* [WHAT THE TASK ASKS] Each line from the opening of the listing below through the line that contains "header is present." is to be output exactly as written.
──────────
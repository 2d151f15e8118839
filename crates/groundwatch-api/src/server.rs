//! HTTP server lifecycle.
//!
//! [`start_server`] binds the configured address and serves the router
//! until the process is terminated. Connections are served with peer
//! address info attached so the rate limiter can fall back to the
//! socket address when no `X-Forwarded-For` header is present.

use std::net::SocketAddr;
use std::sync::Arc;

use groundwatch_core::config::ServiceConfig;
use tokio::net::TcpListener;
use tracing::info;

use crate::router::build_router_with_live_feed;
use crate::state::AppState;

/// Start the HTTP server on the configured host and port.
///
/// The `/ws` endpoint is only mounted when `realtime.enabled` is set.
///
/// # Errors
///
/// Returns [`ServerError::Bind`] if the address is invalid or the
/// listener cannot bind, and [`ServerError::Serve`] on a fatal I/O
/// error while serving.
pub async fn start_server(config: &ServiceConfig, state: Arc<AppState>) -> Result<(), ServerError> {
    let addr: SocketAddr = format!("{}:{}", config.server.host, config.server.port)
        .parse()
        .map_err(|e| ServerError::Bind(format!("invalid address: {e}")))?;

    let router = build_router_with_live_feed(state, config.realtime.enabled);

    let listener = TcpListener::bind(addr)
        .await
        .map_err(|e| ServerError::Bind(format!("{addr}: {e}")))?;

    info!(%addr, live_feed = config.realtime.enabled, "groundwatch api listening");

    axum::serve(
        listener,
        router.into_make_service_with_connect_info::<SocketAddr>(),
    )
    .await
    .map_err(|e| ServerError::Serve(e.to_string()))?;

    Ok(())
}

/// Errors that can occur when starting or running the HTTP server.
#[derive(Debug, thiserror::Error)]
pub enum ServerError {
    /// Failed to bind to the network address.
    #[error("bind error: {0}")]
    Bind(String),

    /// The server encountered a fatal error while serving.
    #[error("serve error: {0}")]
    Serve(String),
}
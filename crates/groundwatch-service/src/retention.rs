//! Background purge of stale resolved incidents.
//!
//! Resolved records stop mattering to the live map almost immediately;
//! after the configured retention window they stop mattering to analytics
//! too and are deleted outright. The task here runs that purge on a fixed
//! interval for the lifetime of the process.

use std::sync::Arc;
use std::sync::atomic::{AtomicBool, Ordering};
use std::time::Duration;

use groundwatch_core::config::RetentionConfig;
use tokio::sync::Notify;
use tokio::task::JoinHandle;
use tracing::{info, warn};

use crate::service::IncidentService;

/// Handle to the background retention task; stopping it is explicit.
#[derive(Debug)]
pub struct RetentionHandle {
    /// Set to request the task exit its loop.
    stop: Arc<AtomicBool>,
    /// Wakes the task out of its sleep so it notices the stop flag.
    wake: Arc<Notify>,
    /// The spawned task itself.
    task: JoinHandle<()>,
}

impl RetentionHandle {
    /// Signal the retention task to stop and wait for it to finish.
    pub async fn stop(self) {
        self.stop.store(true, Ordering::Release);
        self.wake.notify_waiters();
        let _ = self.task.await;
    }
}

/// Spawn the periodic purge of resolved incidents older than the
/// configured retention window.
///
/// The task sleeps for the configured interval, runs one purge pass, and
/// repeats until [`RetentionHandle::stop`] is called. A failed pass is
/// logged and the task keeps its schedule.
pub fn spawn_retention(service: IncidentService, config: RetentionConfig) -> RetentionHandle {
    let stop = Arc::new(AtomicBool::new(false));
    let wake = Arc::new(Notify::new());
    let interval = Duration::from_secs(config.sweep_interval_secs);

    let task_stop = Arc::clone(&stop);
    let task_wake = Arc::clone(&wake);
    let task = tokio::spawn(async move {
        info!(
            interval_secs = config.sweep_interval_secs,
            older_than_days = config.days,
            "retention task started"
        );
        loop {
            tokio::select! {
                () = tokio::time::sleep(interval) => {
                    if task_stop.load(Ordering::Acquire) {
                        break;
                    }
                    if let Err(err) = service.purge_resolved(config.days).await {
                        warn!(error = %err, "retention purge failed");
                    }
                }
                () = task_wake.notified() => {
                    if task_stop.load(Ordering::Acquire) {
                        break;
                    }
                }
            }
        }
        info!("retention task stopped");
    });

    RetentionHandle { stop, wake, task }
}
//! Axum router construction.
//!
//! Assembles the REST routes, the `WebSocket` feed, and the middleware
//! stack into a single [`Router`]. The incident and analytics routes sit
//! behind the per-client rate limit; the health probe and the
//! `WebSocket` upgrade sit in front of it, so load balancer checks and
//! long-lived feed connections never spend request budget.

use std::sync::Arc;

use axum::Router;
use axum::middleware;
use axum::routing::{get, post};
use tower_http::cors::{Any, CorsLayer};
use tower_http::trace::TraceLayer;

use crate::state::AppState;
use crate::{handlers, limit, ws};

/// Build the complete Axum router with the live feed mounted.
pub fn build_router(state: Arc<AppState>) -> Router {
    build_router_with_live_feed(state, true)
}

/// Build the Axum router, optionally without the `/ws` endpoint.
///
/// CORS allows any origin; the API is public and fronted by the
/// festival's edge proxy.
pub fn build_router_with_live_feed(state: Arc<AppState>, live_feed: bool) -> Router {
    let cors = CorsLayer::new()
        .allow_origin(Any)
        .allow_methods(Any)
        .allow_headers(Any);

    let limited = Router::new()
        // Crowd reports
        .route(
            "/api/crowd-reports",
            get(handlers::list_crowd_reports).post(handlers::create_crowd_report),
        )
        .route(
            "/api/crowd-reports/nearby",
            get(handlers::nearby_crowd_reports),
        )
        .route(
            "/api/crowd-reports/{id}",
            get(handlers::get_crowd_report)
                .put(handlers::update_crowd_report)
                .delete(handlers::delete_crowd_report),
        )
        .route(
            "/api/crowd-reports/{id}/upvote",
            post(handlers::upvote_crowd_report),
        )
        .route(
            "/api/crowd-reports/{id}/resolve",
            post(handlers::resolve_crowd_report),
        )
        // SOS requests
        .route(
            "/api/sos-requests",
            get(handlers::list_sos_requests).post(handlers::create_sos_request),
        )
        .route("/api/sos-requests/nearby", get(handlers::nearby_sos_requests))
        .route(
            "/api/sos-requests/{id}",
            get(handlers::get_sos_request)
                .put(handlers::update_sos_request)
                .delete(handlers::delete_sos_request),
        )
        .route(
            "/api/sos-requests/{id}/respond",
            post(handlers::respond_sos_request),
        )
        .route(
            "/api/sos-requests/{id}/resolve",
            post(handlers::resolve_sos_request),
        )
        // Analytics
        .route("/api/analytics/summary", get(handlers::analytics_summary))
        .route(
            "/api/analytics/crowd-reports",
            get(handlers::crowd_report_analytics),
        )
        .route(
            "/api/analytics/sos-requests",
            get(handlers::sos_request_analytics),
        )
        .route_layer(middleware::from_fn_with_state(
            Arc::clone(&state),
            limit::rate_limit_middleware,
        ));

    let mut router = Router::new().route("/api/health", get(handlers::health));
    if live_feed {
        router = router.route("/ws", get(ws::ws_feed));
    }
    router
        .merge(limited)
        .layer(cors)
        .layer(TraceLayer::new_for_http())
        .with_state(state)
}
//! Connection registry with channel-filtered fan-out.
//!
//! Each registered connection gets its own bounded queue. Publishing
//! serializes the envelope once, then offers it to every connection whose
//! filter covers the envelope's channel. A connection that cannot keep up
//! has the new message dropped for it alone; a connection whose receiver
//! is gone is pruned from the registry. Publishing never blocks and never
//! fails because of any one consumer.

use std::collections::{BTreeMap, BTreeSet};
use std::fmt;
use std::sync::atomic::{AtomicU64, Ordering};

use groundwatch_types::{BroadcastEnvelope, Channel};
use tokio::sync::RwLock;
use tokio::sync::mpsc;
use tokio::sync::mpsc::error::TrySendError;
use tracing::{debug, warn};

/// Opaque handle identifying one registered connection.
#[derive(Debug, Clone, Copy, PartialEq, Eq, PartialOrd, Ord, Hash)]
pub struct ConnectionId(u64);

impl fmt::Display for ConnectionId {
    fn fmt(&self, f: &mut fmt::Formatter<'_>) -> fmt::Result {
        write!(f, "{}", self.0)
    }
}

/// One live connection: its outbound queue and channel filter.
#[derive(Debug)]
struct Connection {
    /// Sender half of the connection's bounded outbound queue.
    tx: mpsc::Sender<String>,
    /// Channels this connection wants; `None` means all of them.
    channels: Option<BTreeSet<Channel>>,
}

impl Connection {
    fn wants(&self, channel: Channel) -> bool {
        self.channels.as_ref().is_none_or(|set| set.contains(&channel))
    }
}

/// Registry of live connections and the publish path over them.
#[derive(Debug)]
pub struct Broadcaster {
    /// Outbound queue capacity handed to each new connection.
    queue_capacity: usize,
    /// Source of connection ids, monotonically increasing.
    next_id: AtomicU64,
    /// Live connections keyed by id.
    connections: RwLock<BTreeMap<ConnectionId, Connection>>,
}

impl Broadcaster {
    /// Create a registry whose connections buffer up to `queue_capacity`
    /// undelivered messages each.
    pub fn new(queue_capacity: usize) -> Self {
        Self {
            queue_capacity: queue_capacity.max(1),
            next_id: AtomicU64::new(0),
            connections: RwLock::new(BTreeMap::new()),
        }
    }

    /// Register a new connection and hand back its id and the receiving
    /// end of its queue.
    ///
    /// A fresh connection has no filter, so it receives every channel
    /// until it subscribes.
    pub async fn register(&self) -> (ConnectionId, mpsc::Receiver<String>) {
        let id = ConnectionId(self.next_id.fetch_add(1, Ordering::Relaxed));
        let (tx, rx) = mpsc::channel(self.queue_capacity);
        let mut connections = self.connections.write().await;
        connections.insert(id, Connection { tx, channels: None });
        debug!(connection = %id, total = connections.len(), "connection registered");
        (id, rx)
    }

    /// Replace a connection's channel filter.
    ///
    /// `None` and an empty list both mean "receive everything". Returns
    /// false if the connection is no longer registered.
    pub async fn subscribe(&self, id: ConnectionId, channels: Option<Vec<Channel>>) -> bool {
        let normalized = channels
            .filter(|list| !list.is_empty())
            .map(|list| list.into_iter().collect::<BTreeSet<_>>());
        let mut connections = self.connections.write().await;
        if let Some(connection) = connections.get_mut(&id) {
            debug!(connection = %id, channels = ?normalized, "subscription updated");
            connection.channels = normalized;
            true
        } else {
            false
        }
    }

    /// Remove a connection from the registry. Safe to call more than
    /// once; removing an unknown id is a no-op.
    pub async fn unregister(&self, id: ConnectionId) {
        let mut connections = self.connections.write().await;
        if connections.remove(&id).is_some() {
            debug!(connection = %id, total = connections.len(), "connection unregistered");
        }
    }

    /// Serialize `envelope` once and offer it to every connection whose
    /// filter covers its channel. Returns how many queues accepted it.
    ///
    /// Connections with full queues miss this message; connections whose
    /// receiver has been dropped are pruned.
    pub async fn publish(&self, envelope: &BroadcastEnvelope) -> usize {
        let payload = match serde_json::to_string(envelope) {
            Ok(json) => json,
            Err(error) => {
                warn!(%error, "failed to serialize broadcast envelope");
                return 0;
            }
        };

        let mut delivered = 0_usize;
        let mut closed = Vec::new();
        {
            let connections = self.connections.read().await;
            for (id, connection) in connections.iter() {
                if !connection.wants(envelope.channel) {
                    continue;
                }
                match connection.tx.try_send(payload.clone()) {
                    Ok(()) => delivered = delivered.saturating_add(1),
                    Err(TrySendError::Full(_)) => {
                        debug!(
                            connection = %id,
                            channel = ?envelope.channel,
                            "queue full, dropping broadcast for slow consumer"
                        );
                    }
                    Err(TrySendError::Closed(_)) => closed.push(*id),
                }
            }
        }

        if !closed.is_empty() {
            let mut connections = self.connections.write().await;
            for id in closed {
                connections.remove(&id);
            }
        }

        delivered
    }

    /// Number of currently registered connections.
    pub async fn connection_count(&self) -> usize {
        self.connections.read().await.len()
    }
}
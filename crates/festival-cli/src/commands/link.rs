//! Chronicle snippet command.

use anyhow::Result;
use clap::Args;
use colored::Colorize;
use festival_core::chronicle::clipboard::SystemClipboard;
use festival_core::chronicle::{copy_snippet, LinkStyle, PathLayout};
use festival_core::Config;

#[derive(Args)]
pub struct LinkArgs {
    /// File name inside the chronicle
    pub file: String,

    /// Snippet style (markdown, html)
    #[arg(short, long)]
    pub style: Option<LinkStyle>,

    /// Static path layout (nested, joined)
    #[arg(short, long)]
    pub layout: Option<PathLayout>,

    /// Copy the snippet to the system clipboard
    #[arg(long)]
    pub copy: bool,
}

pub fn execute(args: LinkArgs, config: &Config) -> Result<()> {
    let file = config.chronicle_file(&args.file)?;
    let mut builder = config.link_builder();
    if let Some(style) = args.style {
        builder.style = style;
    }
    if let Some(layout) = args.layout {
        builder.layout = layout;
    }

    let snippet = builder.build(&file);
    println!("{}", snippet);

    if args.copy {
        let mut clipboard = SystemClipboard::default();
        if let Some(message) = copy_snippet(&mut clipboard, &snippet, config.acknowledge)? {
            eprintln!("{} {}", "✓".green().bold(), message);
        }
    }

    Ok(())
}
──────────
* [WRITTEN SOLUTION]
repository 2d151f15e8118839
filename crates/groundwatch-api/src/server.rs
//! HTTP server lifecycle.
//!
//! [`start_server`] binds the configured address and serves the router
//! until the process is terminated. Connections are served with peer
//! address info attached so the rate limiter can fall back to the
//! socket address when no `X-Forwarded-For` header is present.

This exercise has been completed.